Hey folks! Even though HN is more hacker-oriented, I still thought I'd give it a shot.

Factoids:

  - It's the first commercial game fully made in ooc
  - It's sold only on itch.io (which recently made HN frontpage)
  - It was originally a Ludum Dare submission
  - We just released a Christmas update!
  - It's lame because the game is not about killing stuff!
I have no idea how this post will do, but I'll happily take your questions here. Thanks for your attention and happy holidays :)

discuss

order

mhlakhani|12 years ago

By ooc, do you mean the programming language? [1]

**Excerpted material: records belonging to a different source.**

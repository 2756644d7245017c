//! Source ingestion
//!
//! Routes one untrusted input through validation, then either the repository
//! fetcher or the website crawler, with the cache in front of both.

use crate::cache::{derive_crawl_key, derive_key, Cache, CachePayload, RepoFile, RequestOptions};
use crate::crawler::{CrawlBudget, CrawlReport, Crawler};
use crate::url::{classify, ParsedSource, SourceKind};
use crate::IngestError;
use async_trait::async_trait;
use serde::Serialize;
use std::sync::Arc;
use std::time::Duration;
use tracing::{debug, info, warn};

/// Retrieves the file list of a git repository
///
/// Typically downloads and unpacks a tarball of the requested ref.
#[async_trait]
pub trait RepositoryFetcher: Send + Sync {
    async fn fetch(&self, source: &ParsedSource) -> anyhow::Result<Vec<RepoFile>>;
}

/// Content acquired for one input
#[derive(Debug, Clone, Serialize)]
#[serde(tag = "kind", rename_all = "kebab-case")]
pub enum Snapshot {
    Repository {
        source: ParsedSource,
        files: Vec<RepoFile>,
        from_cache: bool,
    },
    Website {
        source: ParsedSource,
        report: CrawlReport,
        from_cache: bool,
    },
}

impl Snapshot {
    pub fn source(&self) -> &ParsedSource {
        match self {
            Snapshot::Repository { source, .. } | Snapshot::Website { source, .. } => source,
        }
    }

    pub fn from_cache(&self) -> bool {
        match self {
            Snapshot::Repository { from_cache, .. } | Snapshot::Website { from_cache, .. } => {
                *from_cache
            }
        }
    }
}

/// Cache-fronted acquisition pipeline
#[derive(Clone)]
pub struct Ingestor {
    cache: Cache,
    crawler: Crawler,
    repositories: Option<Arc<dyn RepositoryFetcher>>,
    ttl: Option<Duration>,
}

impl Ingestor {
    pub fn new(cache: Cache, crawler: Crawler) -> Self {
        Self {
            cache,
            crawler,
            repositories: None,
            ttl: None,
        }
    }

    pub fn with_repository_fetcher(mut self, fetcher: Arc<dyn RepositoryFetcher>) -> Self {
        self.repositories = Some(fetcher);
        self
    }

    /// TTL for new entries; the cache's default when unset
    pub fn with_ttl(mut self, ttl: Duration) -> Self {
        self.ttl = Some(ttl);
        self
    }

    pub fn cache(&self) -> &Cache {
        &self.cache
    }

    /// Acquires a snapshot of `input`
    ///
    /// Equivalent requests are answered from the cache without network access
    /// until the entry expires. Cache faults never fail this call.
    ///
    /// # Errors
    ///
    /// - [`IngestError::InvalidSource`] when the input fails validation
    /// - [`IngestError::RepositoryUnavailable`] for repositories when no fetcher is set
    /// - [`IngestError::Repository`] when the fetcher fails
    /// - [`IngestError::Crawl`] when the crawl budget is malformed
    pub async fn ingest(
        &self,
        input: &str,
        options: &RequestOptions,
        budget: &CrawlBudget,
    ) -> Result<Snapshot, IngestError> {
        let source = classify(input);
        match source.kind {
            SourceKind::Rejected => Err(IngestError::InvalidSource {
                input: input.to_string(),
                reason: source.rejection.unwrap_or_default(),
            }),
            SourceKind::GitRepository => self.ingest_repository(source, options).await,
            SourceKind::Website => self.ingest_website(source, options, budget).await,
        }
    }

    async fn ingest_repository(
        &self,
        source: ParsedSource,
        options: &RequestOptions,
    ) -> Result<Snapshot, IngestError> {
        let key = derive_key(&source, options);
        if let Some(entry) = self.cache.get(&key).await {
            match entry.payload {
                CachePayload::Repository(files) => {
                    info!("Serving {} from cache", key);
                    return Ok(Snapshot::Repository {
                        source,
                        files,
                        from_cache: true,
                    });
                }
                other => {
                    warn!("Ignoring {:?} payload cached under {}", other.kind(), key);
                }
            }
        }

        let fetcher = self
            .repositories
            .as_ref()
            .ok_or_else(|| IngestError::RepositoryUnavailable {
                owner: source.owner.clone().unwrap_or_default(),
                repo: source.repo.clone().unwrap_or_default(),
            })?;

        let files = fetcher
            .fetch(&source)
            .await
            .map_err(|e| IngestError::Repository {
                url: source.normalized_url.clone(),
                source: e,
            })?;
        debug!("Fetched {} files for {}", files.len(), key);

        self.cache
            .set(&key, CachePayload::Repository(files.clone()), self.ttl)
            .await;

        Ok(Snapshot::Repository {
            source,
            files,
            from_cache: false,
        })
    }

    async fn ingest_website(
        &self,
        source: ParsedSource,
        options: &RequestOptions,
        budget: &CrawlBudget,
    ) -> Result<Snapshot, IngestError> {
        budget.validate()?;

        let key = derive_crawl_key(&source, options, budget);
        if let Some(entry) = self.cache.get(&key).await {
            match entry.payload {
                CachePayload::Website(report) => {
                    info!("Serving {} from cache", key);
                    return Ok(Snapshot::Website {
                        source,
                        report,
                        from_cache: true,
                    });
                }
                other => {
                    warn!("Ignoring {:?} payload cached under {}", other.kind(), key);
                }
            }
        }

        let report = self.crawler.crawl(&source.normalized_url, budget).await?;
        self.cache
            .set(&key, CachePayload::Website(report.clone()), self.ttl)
            .await;

        Ok(Snapshot::Website {
            source,
            report,
            from_cache: false,
        })
    }
}
//! Integration tests for the crawler
//!
//! These tests use wiremock to create mock HTTP servers and run full crawls
//! end-to-end against them.

use prompt_harvest::config::{Config, UserAgentConfig};
use prompt_harvest::crawler::{build_http_client, CrawlBudget, CrawlReport, Crawler, CrawlerOptions};
use std::time::Duration;
use tokio::io::{AsyncReadExt, AsyncWriteExt};
use wiremock::matchers::{method, path};
use wiremock::{Mock, MockServer, ResponseTemplate};

fn crawler() -> Crawler {
    Crawler::from_config(&Config::default()).expect("Failed to build crawler")
}

/// Crawler that rejects bodies over 2 KiB
fn small_body_crawler() -> Crawler {
    let client = build_http_client(&UserAgentConfig::default()).expect("Failed to build client");
    Crawler::new(
        client,
        CrawlerOptions {
            concurrency: 2,
            max_body_bytes: 2048,
        },
    )
}

fn budget(max_depth: u32, max_pages: usize) -> CrawlBudget {
    CrawlBudget {
        max_depth,
        max_pages,
        ignore_robots: false,
        timeout_per_page: Duration::from_secs(2),
    }
}

fn html(body: impl Into<String>) -> ResponseTemplate {
    ResponseTemplate::new(200).set_body_raw(body.into(), "text/html; charset=utf-8")
}

fn page_with_links(title: &str, links: &[&str]) -> String {
    let anchors: String = links
        .iter()
        .map(|link| format!(r#"<a href="{}">{}</a>"#, link, link))
        .collect();
    format!(
        "<html><head><title>{}</title></head><body><p>{}</p>{}</body></html>",
        title, title, anchors
    )
}

async fn mount_page(server: &MockServer, route: &str, template: ResponseTemplate) {
    Mock::given(method("GET"))
        .and(path(route))
        .respond_with(template)
        .mount(server)
        .await;
}

async fn mount_robots(server: &MockServer, body: &str) {
    Mock::given(method("GET"))
        .and(path("/robots.txt"))
        .respond_with(ResponseTemplate::new(200).set_body_string(body))
        .mount(server)
        .await;
}

/// Paths requested from the server, robots.txt excluded
async fn page_requests(server: &MockServer) -> Vec<String> {
    server
        .received_requests()
        .await
        .unwrap_or_default()
        .into_iter()
        .map(|request| request.url.path().to_string())
        .filter(|path| path != "/robots.txt")
        .collect()
}

fn paths(report: &CrawlReport) -> Vec<String> {
    report
        .pages
        .iter()
        .map(|page| url::Url::parse(&page.url).unwrap().path().to_string())
        .collect()
}

#[tokio::test]
async fn test_max_depth_zero_fetches_only_root() {
    let server = MockServer::start().await;
    mount_page(&server, "/", html(page_with_links("Home", &["/a", "/b"]))).await;
    mount_page(&server, "/a", html(page_with_links("A", &[]))).await;
    mount_page(&server, "/b", html(page_with_links("B", &[]))).await;

    let report = crawler()
        .crawl(&format!("{}/", server.uri()), &budget(0, 10))
        .await
        .unwrap();

    assert_eq!(report.len(), 1);
    assert_eq!(report.pages[0].title.as_deref(), Some("Home"));
    assert_eq!(report.pages[0].depth, 0);
    // Links are still extracted from the boundary page
    assert_eq!(report.pages[0].extracted_links.len(), 2);
    assert_eq!(page_requests(&server).await, vec!["/".to_string()]);
}

#[tokio::test]
async fn test_max_pages_limits_fetches() {
    let server = MockServer::start().await;
    mount_page(&server, "/", html(page_with_links("Home", &["/a", "/b", "/c"]))).await;
    for route in ["/a", "/b", "/c"] {
        mount_page(&server, route, html(page_with_links(route, &[]))).await;
    }

    let report = crawler()
        .crawl(&format!("{}/", server.uri()), &budget(3, 2))
        .await
        .unwrap();

    assert_eq!(report.len(), 2);
    assert_eq!(paths(&report), vec!["/", "/a"]);
    assert_eq!(page_requests(&server).await.len(), 2);
}

#[tokio::test]
async fn test_robots_disallow_is_honored() {
    let server = MockServer::start().await;
    mount_robots(&server, "User-agent: *\nDisallow: /private/\n").await;
    mount_page(
        &server,
        "/",
        html(page_with_links(
            "Home",
            &["/public/one", "/private/secret", "/public/two"],
        )),
    )
    .await;
    mount_page(&server, "/public/one", html(page_with_links("One", &[]))).await;
    mount_page(&server, "/public/two", html(page_with_links("Two", &[]))).await;
    Mock::given(method("GET"))
        .and(path("/private/secret"))
        .respond_with(html(page_with_links("Secret", &[])))
        .expect(0)
        .mount(&server)
        .await;

    let report = crawler()
        .crawl(&format!("{}/", server.uri()), &budget(2, 10))
        .await
        .unwrap();

    assert_eq!(paths(&report), vec!["/", "/public/one", "/public/two"]);
    assert!(!page_requests(&server)
        .await
        .iter()
        .any(|path| path.starts_with("/private/")));
}

#[tokio::test]
async fn test_ignore_robots_skips_robots_fetch() {
    let server = MockServer::start().await;
    Mock::given(method("GET"))
        .and(path("/robots.txt"))
        .respond_with(ResponseTemplate::new(200).set_body_string("User-agent: *\nDisallow: /\n"))
        .expect(0)
        .mount(&server)
        .await;
    mount_page(&server, "/", html(page_with_links("Home", &["/a"]))).await;
    mount_page(&server, "/a", html(page_with_links("A", &[]))).await;

    let mut budget = budget(1, 10);
    budget.ignore_robots = true;
    let report = crawler()
        .crawl(&format!("{}/", server.uri()), &budget)
        .await
        .unwrap();

    assert_eq!(paths(&report), vec!["/", "/a"]);
}
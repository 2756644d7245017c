//! In-memory cache backend
//!
//! Holds entries in a `HashMap` behind a [`RwLock`]. The table is bounded by
//! an estimated byte size; when a write pushes it over budget the entries
//! closest to expiry are evicted, a fifth of the table at a time.

use crate::cache::{BackendKind, CacheBackend, CacheEntry, CacheStats, ReadOutcome};
use crate::CacheResult;
use async_trait::async_trait;
use std::collections::HashMap;
use tokio::sync::RwLock;
use tracing::debug;

/// Default size bound of the in-memory table
pub const DEFAULT_MEMORY_MAX_BYTES: usize = 64 * 1024 * 1024;

#[derive(Default)]
struct MemoryState {
    entries: HashMap<String, (CacheEntry, usize)>,
    total_bytes: usize,
}

impl MemoryState {
    fn insert(&mut self, entry: CacheEntry) {
        let size = entry.approximate_size();
        if let Some((_, old_size)) = self.entries.insert(entry.key.clone(), (entry, size)) {
            self.total_bytes -= old_size;
        }
        self.total_bytes += size;
    }

    fn remove(&mut self, key: &str) {
        if let Some((_, size)) = self.entries.remove(key) {
            self.total_bytes -= size;
        }
    }

    /// Drops the soonest-to-expire 20% (at least one entry) until under budget
    fn evict_to(&mut self, max_bytes: usize) -> usize {
        let mut evicted = 0;
        while self.total_bytes > max_bytes && !self.entries.is_empty() {
            let mut by_expiry: Vec<(String, chrono::DateTime<chrono::Utc>)> = self
                .entries
                .iter()
                .map(|(key, (entry, _))| (key.clone(), entry.expires_at))
                .collect();
            by_expiry.sort_by(|a, b| a.1.cmp(&b.1).then_with(|| a.0.cmp(&b.0)));

            let batch = (by_expiry.len() / 5).max(1);
            for (key, _) in by_expiry.into_iter().take(batch) {
                self.remove(&key);
                evicted += 1;
            }
        }
        evicted
    }
}

/// Ephemeral cache backend
pub struct MemoryBackend {
    state: RwLock<MemoryState>,
    max_bytes: usize,
}

impl MemoryBackend {
    pub fn new(max_bytes: usize) -> Self {
        Self {
            state: RwLock::new(MemoryState::default()),
            max_bytes,
        }
    }

    #[cfg(test)]
    async fn contains(&self, key: &str) -> bool {
        self.state.read().await.entries.contains_key(key)
    }
}

impl Default for MemoryBackend {
    fn default() -> Self {
        Self::new(DEFAULT_MEMORY_MAX_BYTES)
    }
}

#[async_trait]
impl CacheBackend for MemoryBackend {
    fn kind(&self) -> BackendKind {
        BackendKind::Memory
    }

    async fn read(&self, key: &str) -> ReadOutcome {
        match self.state.read().await.entries.get(key) {
            Some((entry, _)) => ReadOutcome::Hit(entry.clone()),
            None => ReadOutcome::Miss,
        }
    }

    async fn write(&self, entry: CacheEntry) -> CacheResult<()> {
        let mut state = self.state.write().await;
        state.insert(entry);
        let evicted = state.evict_to(self.max_bytes);
        if evicted > 0 {
            debug!(
                "Evicted {} memory cache entries ({} bytes remain)",
                evicted, state.total_bytes
            );
        }
        Ok(())
    }

    async fn remove(&self, key: &str) -> CacheResult<()> {
        self.state.write().await.remove(key);
        Ok(())
    }

    async fn clear(&self) -> CacheResult<()> {
        *self.state.write().await = MemoryState::default();
        Ok(())
    }

    async fn stats(&self) -> CacheResult<CacheStats> {
        let state = self.state.read().await;
        let mut stats = CacheStats::empty(BackendKind::Memory);
        for (entry, size) in state.entries.values() {
            stats.record(entry.payload.kind(), *size as u64);
        }
        Ok(stats)
    }
}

if so, can you share any thoughts on how that affected the development process? Any quirks? Any features that made it much easier?

Thanks!

[1] http://ooc-lang.org/

nddrylliog|12 years ago

Precisely!

Well, it's interesting that ooc returned to its roots, because when I first started working on it, it was for a small simulation game project at university.

I'll try to be as unbiased as can be, though.

Here are the reasons I liked writing it in ooc:

  - I find it hard to write bad ooc. The language is smart,
  but not too smart, so you can write code that's concise
  yet not too confusing.
 
  - Moving up from C, having a single tool manage the build
  of your whole project is really cool. I recently added
  cross-compilation support, so I produce the Windows, Mac,
  Linux 32-bit & 64-bit builds from the same machine.
  I have a simple Makefile for tasks like packaging so 
  releasing a new build is a 'make deploy' away!

  - Recent versions of rock have gotten relatively good at
  error checking (there's still plenty of room for 
  improvement), but it's often a lot more helpful than
  well, most compilers I've seen. (Clang isn't bad, but
  it's C, so it can only help you on a low-signal level).

  - Most of the libs I wanted to use (SDL2, SDL2_mixer,
  OpenGL 3.x) already had bindings, and for the others
  (stb_image, etc.), well, I wrote'em. It's usually a
  matter of neatly organizing C functions into an
  object-oriented-ish interface.
I'm not trying to sell the language here so I'll stop, but mostly - for this project, after 5 years spent working on and off on the language (and peripheral projects), it got out of the way. I could just write what I thought and it worked. From what I gather, it's a rare satisfaction in the software craftsmanship realm :)

As for the downsides, well, there are things I know to work around, language features I know I'd better avoid, and the occasional compiler blips. But for a project of that scope, I got away with "using my toy language" relatively scot-free!

I still remember the very harsh comments when I first presented ooc to HN a few years back. Forunately I was in a high at that point so I didn't care. Had I listened to them, I would never have gotten where I am now. So: stay positive, everyone!